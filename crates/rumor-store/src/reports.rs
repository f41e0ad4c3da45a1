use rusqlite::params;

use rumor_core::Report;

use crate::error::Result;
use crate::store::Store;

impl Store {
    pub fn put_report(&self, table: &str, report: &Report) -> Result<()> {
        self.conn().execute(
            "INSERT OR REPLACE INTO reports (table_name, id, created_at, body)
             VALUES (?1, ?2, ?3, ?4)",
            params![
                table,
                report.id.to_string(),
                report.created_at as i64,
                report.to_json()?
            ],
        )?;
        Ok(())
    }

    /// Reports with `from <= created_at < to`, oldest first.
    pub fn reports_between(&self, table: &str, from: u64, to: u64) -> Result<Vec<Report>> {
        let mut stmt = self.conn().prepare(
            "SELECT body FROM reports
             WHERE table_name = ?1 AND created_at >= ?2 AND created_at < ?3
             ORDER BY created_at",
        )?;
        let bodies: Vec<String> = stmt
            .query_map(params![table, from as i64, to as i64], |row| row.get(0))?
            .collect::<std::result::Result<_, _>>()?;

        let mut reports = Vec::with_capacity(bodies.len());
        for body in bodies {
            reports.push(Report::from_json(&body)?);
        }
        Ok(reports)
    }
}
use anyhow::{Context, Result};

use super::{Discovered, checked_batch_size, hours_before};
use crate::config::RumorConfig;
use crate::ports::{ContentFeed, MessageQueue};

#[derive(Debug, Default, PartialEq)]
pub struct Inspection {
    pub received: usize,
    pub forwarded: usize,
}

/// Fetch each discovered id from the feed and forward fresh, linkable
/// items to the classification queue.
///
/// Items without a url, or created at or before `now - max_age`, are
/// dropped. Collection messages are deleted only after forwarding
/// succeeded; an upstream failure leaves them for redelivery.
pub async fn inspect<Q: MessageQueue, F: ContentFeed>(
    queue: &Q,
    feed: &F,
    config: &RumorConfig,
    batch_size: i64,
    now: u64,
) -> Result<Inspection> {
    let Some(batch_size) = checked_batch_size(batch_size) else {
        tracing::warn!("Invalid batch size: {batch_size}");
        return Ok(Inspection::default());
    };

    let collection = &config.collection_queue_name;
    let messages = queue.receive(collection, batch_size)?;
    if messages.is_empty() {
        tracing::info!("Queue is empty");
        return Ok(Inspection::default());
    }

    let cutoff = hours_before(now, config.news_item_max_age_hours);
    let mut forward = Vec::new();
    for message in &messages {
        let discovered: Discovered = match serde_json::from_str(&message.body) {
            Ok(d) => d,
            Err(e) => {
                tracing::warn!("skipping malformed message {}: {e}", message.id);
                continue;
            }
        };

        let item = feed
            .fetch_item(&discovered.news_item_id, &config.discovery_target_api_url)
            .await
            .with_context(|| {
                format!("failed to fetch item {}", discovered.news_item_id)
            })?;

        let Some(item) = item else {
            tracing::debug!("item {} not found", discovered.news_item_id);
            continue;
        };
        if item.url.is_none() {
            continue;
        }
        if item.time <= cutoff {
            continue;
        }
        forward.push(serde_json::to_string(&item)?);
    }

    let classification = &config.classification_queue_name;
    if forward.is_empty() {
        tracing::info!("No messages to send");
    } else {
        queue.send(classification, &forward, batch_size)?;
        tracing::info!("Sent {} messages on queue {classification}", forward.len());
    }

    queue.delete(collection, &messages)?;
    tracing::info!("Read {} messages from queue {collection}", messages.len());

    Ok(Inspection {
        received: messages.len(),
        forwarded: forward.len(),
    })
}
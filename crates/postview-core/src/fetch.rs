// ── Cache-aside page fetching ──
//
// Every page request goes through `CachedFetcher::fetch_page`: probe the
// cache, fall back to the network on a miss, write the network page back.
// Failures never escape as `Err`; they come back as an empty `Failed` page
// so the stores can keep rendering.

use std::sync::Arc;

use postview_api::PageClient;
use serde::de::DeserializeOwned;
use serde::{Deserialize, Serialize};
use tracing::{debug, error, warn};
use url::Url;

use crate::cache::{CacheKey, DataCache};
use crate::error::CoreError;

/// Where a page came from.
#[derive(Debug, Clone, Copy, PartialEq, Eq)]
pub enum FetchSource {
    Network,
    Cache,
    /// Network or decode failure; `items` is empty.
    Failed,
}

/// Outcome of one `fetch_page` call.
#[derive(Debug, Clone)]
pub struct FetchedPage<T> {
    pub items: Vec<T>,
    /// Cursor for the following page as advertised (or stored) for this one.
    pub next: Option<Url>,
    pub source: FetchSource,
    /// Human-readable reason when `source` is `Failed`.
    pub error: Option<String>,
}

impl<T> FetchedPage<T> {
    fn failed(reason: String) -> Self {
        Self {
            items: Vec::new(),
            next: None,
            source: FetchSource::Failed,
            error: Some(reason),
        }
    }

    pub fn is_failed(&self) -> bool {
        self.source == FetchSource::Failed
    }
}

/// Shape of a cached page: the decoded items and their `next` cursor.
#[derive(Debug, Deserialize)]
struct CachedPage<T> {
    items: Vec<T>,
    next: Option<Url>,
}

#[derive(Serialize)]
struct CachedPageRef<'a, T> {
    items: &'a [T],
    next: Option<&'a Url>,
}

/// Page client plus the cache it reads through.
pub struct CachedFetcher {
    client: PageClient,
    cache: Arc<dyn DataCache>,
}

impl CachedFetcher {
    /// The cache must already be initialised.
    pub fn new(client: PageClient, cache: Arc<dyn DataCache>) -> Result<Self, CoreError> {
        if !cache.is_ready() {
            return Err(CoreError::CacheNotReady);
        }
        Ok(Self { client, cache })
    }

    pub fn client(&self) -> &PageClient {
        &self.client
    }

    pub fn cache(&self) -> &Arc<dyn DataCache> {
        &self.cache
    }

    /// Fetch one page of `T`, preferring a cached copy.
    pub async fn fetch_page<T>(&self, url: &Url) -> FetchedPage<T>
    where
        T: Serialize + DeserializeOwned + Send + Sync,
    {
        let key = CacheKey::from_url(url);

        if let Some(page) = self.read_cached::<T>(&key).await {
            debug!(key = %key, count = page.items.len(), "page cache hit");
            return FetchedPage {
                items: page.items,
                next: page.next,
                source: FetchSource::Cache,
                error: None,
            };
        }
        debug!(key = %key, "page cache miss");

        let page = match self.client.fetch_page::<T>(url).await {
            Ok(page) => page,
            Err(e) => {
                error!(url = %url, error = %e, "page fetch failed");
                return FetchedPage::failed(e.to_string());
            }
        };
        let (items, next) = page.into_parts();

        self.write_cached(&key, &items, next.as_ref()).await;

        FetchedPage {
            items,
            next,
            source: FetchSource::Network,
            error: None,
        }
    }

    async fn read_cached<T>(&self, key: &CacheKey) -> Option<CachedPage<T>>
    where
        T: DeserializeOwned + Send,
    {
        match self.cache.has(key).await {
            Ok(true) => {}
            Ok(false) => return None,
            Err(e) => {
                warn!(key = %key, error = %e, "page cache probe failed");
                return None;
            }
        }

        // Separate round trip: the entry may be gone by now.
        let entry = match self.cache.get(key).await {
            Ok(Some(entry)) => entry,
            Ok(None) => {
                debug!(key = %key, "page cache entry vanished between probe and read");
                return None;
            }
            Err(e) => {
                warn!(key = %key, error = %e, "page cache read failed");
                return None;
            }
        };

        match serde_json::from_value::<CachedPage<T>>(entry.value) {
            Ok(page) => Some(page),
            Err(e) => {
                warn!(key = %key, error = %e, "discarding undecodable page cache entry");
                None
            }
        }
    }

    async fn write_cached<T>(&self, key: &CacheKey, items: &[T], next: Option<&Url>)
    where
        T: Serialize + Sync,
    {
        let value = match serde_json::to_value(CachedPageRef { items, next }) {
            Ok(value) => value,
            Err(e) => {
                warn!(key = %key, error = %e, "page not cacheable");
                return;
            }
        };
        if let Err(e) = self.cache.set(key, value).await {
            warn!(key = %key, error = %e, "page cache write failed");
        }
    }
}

● **Your objective**:
Your reply must be the entries above, returned word for word.

● **Answer to this task**:
filename crates/rumor-store/src/reports.rs
repository f41e0ad4c3da45a1
use rusqlite::params;

use rumor_core::Report;

use crate::error::Result;
use crate::store::Store;

impl Store {
    pub fn put_report(&self, table: &str, report: &Report) -> Result<()> {
        self.conn().execute(
            "INSERT OR REPLACE INTO reports (table_name, id, created_at, body)
             VALUES (?1, ?2, ?3, ?4)",
            params![
                table,
                report.id.to_string(),
                report.created_at as i64,
                report.to_json()?
            ],
        )?;
        Ok(())
    }

    /// Reports with `from <= created_at < to`, oldest first.
    pub fn reports_between(&self, table: &str, from: u64, to: u64) -> Result<Vec<Report>> {
        let mut stmt = self.conn().prepare(
            "SELECT body FROM reports
             WHERE table_name = ?1 AND created_at >= ?2 AND created_at < ?3
             ORDER BY created_at",
        )?;
        let bodies: Vec<String> = stmt
            .query_map(params![table, from as i64, to as i64], |row| row.get(0))?
            .collect::<std::result::Result<_, _>>()?;

        let mut reports = Vec::with_capacity(bodies.len());
        for body in bodies {
            reports.push(Report::from_json(&body)?);
        }
        Ok(reports)
    }
}
use anyhow::{Context, Result};

use super::{Discovered, checked_batch_size, hours_before};
use crate::config::RumorConfig;
use crate::ports::{ContentFeed, MessageQueue};

#[derive(Debug, Default, PartialEq)]
pub struct Inspection {
    pub received: usize,
    pub forwarded: usize,
}

/// Fetch each discovered id from the feed and forward fresh, linkable
/// items to the classification queue.
///
/// Items without a url, or created at or before `now - max_age`, are
/// dropped. Collection messages are deleted only after forwarding
/// succeeded; an upstream failure leaves them for redelivery.
pub async fn inspect<Q: MessageQueue, F: ContentFeed>(
    queue: &Q,
    feed: &F,
    config: &RumorConfig,
    batch_size: i64,
    now: u64,
) -> Result<Inspection> {
    let Some(batch_size) = checked_batch_size(batch_size) else {
        tracing::warn!("Invalid batch size: {batch_size}");
        return Ok(Inspection::default());
    };

    let collection = &config.collection_queue_name;
    let messages = queue.receive(collection, batch_size)?;
    if messages.is_empty() {
        tracing::info!("Queue is empty");
        return Ok(Inspection::default());
    }

    let cutoff = hours_before(now, config.news_item_max_age_hours);
    let mut forward = Vec::new();
    for message in &messages {
        let discovered: Discovered = match serde_json::from_str(&message.body) {
            Ok(d) => d,
            Err(e) => {
                tracing::warn!("skipping malformed message {}: {e}", message.id);
                continue;
            }
        };

        let item = feed
            .fetch_item(&discovered.news_item_id, &config.discovery_target_api_url)
            .await
            .with_context(|| {
                format!("failed to fetch item {}", discovered.news_item_id)
            })?;

        let Some(item) = item else {
            tracing::debug!("item {} not found", discovered.news_item_id);
            continue;
        };
        if item.url.is_none() {
            continue;
        }
        if item.time <= cutoff {
            continue;
        }
        forward.push(serde_json::to_string(&item)?);
    }

    let classification = &config.classification_queue_name;
    if forward.is_empty() {
        tracing::info!("No messages to send");
    } else {
        queue.send(classification, &forward, batch_size)?;
        tracing::info!("Sent {} messages on queue {classification}", forward.len());
    }

    queue.delete(collection, &messages)?;
    tracing::info!("Read {} messages from queue {collection}", messages.len());

    Ok(Inspection {
        received: messages.len(),
        forwarded: forward.len(),
    })
}
filename crates/postview-core/src/fetch.rs
// ── Cache-aside page fetching ──
//
// Every page request goes through `CachedFetcher::fetch_page`: probe the
// cache, fall back to the network on a miss, write the network page back.
// Failures never escape as `Err`; they come back as an empty `Failed` page
// so the stores can keep rendering.

use std::sync::Arc;

use postview_api::PageClient;
use serde::de::DeserializeOwned;
use serde::{Deserialize, Serialize};
use tracing::{debug, error, warn};
use url::Url;

use crate::cache::{CacheKey, DataCache};
use crate::error::CoreError;

/// Where a page came from.
#[derive(Debug, Clone, Copy, PartialEq, Eq)]
pub enum FetchSource {
    Network,
    Cache,
    /// Network or decode failure; `items` is empty.
    Failed,
}

/// Outcome of one `fetch_page` call.
#[derive(Debug, Clone)]
pub struct FetchedPage<T> {
    pub items: Vec<T>,
    /// Cursor for the following page as advertised (or stored) for this one.
    pub next: Option<Url>,
    pub source: FetchSource,
    /// Human-readable reason when `source` is `Failed`.
    pub error: Option<String>,
}

impl<T> FetchedPage<T> {
    fn failed(reason: String) -> Self {
        Self {
            items: Vec::new(),
            next: None,
            source: FetchSource::Failed,
            error: Some(reason),
        }
    }

    pub fn is_failed(&self) -> bool {
        self.source == FetchSource::Failed
    }
}

/// Shape of a cached page: the decoded items and their `next` cursor.
#[derive(Debug, Deserialize)]
struct CachedPage<T> {
    items: Vec<T>,
    next: Option<Url>,
}

#[derive(Serialize)]
struct CachedPageRef<'a, T> {
    items: &'a [T],
    next: Option<&'a Url>,
}

/// Page client plus the cache it reads through.
pub struct CachedFetcher {
    client: PageClient,
    cache: Arc<dyn DataCache>,
}

impl CachedFetcher {
    /// The cache must already be initialised.
    pub fn new(client: PageClient, cache: Arc<dyn DataCache>) -> Result<Self, CoreError> {
        if !cache.is_ready() {
            return Err(CoreError::CacheNotReady);
        }
        Ok(Self { client, cache })
    }

    pub fn client(&self) -> &PageClient {
        &self.client
    }

    pub fn cache(&self) -> &Arc<dyn DataCache> {
        &self.cache
    }

    /// Fetch one page of `T`, preferring a cached copy.
    pub async fn fetch_page<T>(&self, url: &Url) -> FetchedPage<T>
    where
        T: Serialize + DeserializeOwned + Send + Sync,
    {
        let key = CacheKey::from_url(url);

        if let Some(page) = self.read_cached::<T>(&key).await {
            debug!(key = %key, count = page.items.len(), "page cache hit");
            return FetchedPage {
                items: page.items,
                next: page.next,
                source: FetchSource::Cache,
                error: None,
            };
        }
        debug!(key = %key, "page cache miss");

        let page = match self.client.fetch_page::<T>(url).await {
            Ok(page) => page,
            Err(e) => {
                error!(url = %url, error = %e, "page fetch failed");
                return FetchedPage::failed(e.to_string());
            }
        };
        let (items, next) = page.into_parts();

        self.write_cached(&key, &items, next.as_ref()).await;

        FetchedPage {
            items,
            next,
            source: FetchSource::Network,
            error: None,
        }
    }

    async fn read_cached<T>(&self, key: &CacheKey) -> Option<CachedPage<T>>
    where
        T: DeserializeOwned + Send,
    {
        match self.cache.has(key).await {
            Ok(true) => {}
            Ok(false) => return None,
            Err(e) => {
                warn!(key = %key, error = %e, "page cache probe failed");
                return None;
            }
        }

        // Separate round trip: the entry may be gone by now.
        let entry = match self.cache.get(key).await {
            Ok(Some(entry)) => entry,
            Ok(None) => {
                debug!(key = %key, "page cache entry vanished between probe and read");
                return None;
            }
            Err(e) => {
                warn!(key = %key, error = %e, "page cache read failed");
                return None;
            }
        };

        match serde_json::from_value::<CachedPage<T>>(entry.value) {
            Ok(page) => Some(page),
            Err(e) => {
                warn!(key = %key, error = %e, "discarding undecodable page cache entry");
                None
            }
        }
    }

    async fn write_cached<T>(&self, key: &CacheKey, items: &[T], next: Option<&Url>)
    where
        T: Serialize + Sync,
    {
        let value = match serde_json::to_value(CachedPageRef { items, next }) {
            Ok(value) => value,
            Err(e) => {
                warn!(key = %key, error = %e, "page not cacheable");
                return;
            }
        };
        if let Err(e) = self.cache.set(key, value).await {
            warn!(key = %key, error = %e, "page cache write failed");
        }
    }
}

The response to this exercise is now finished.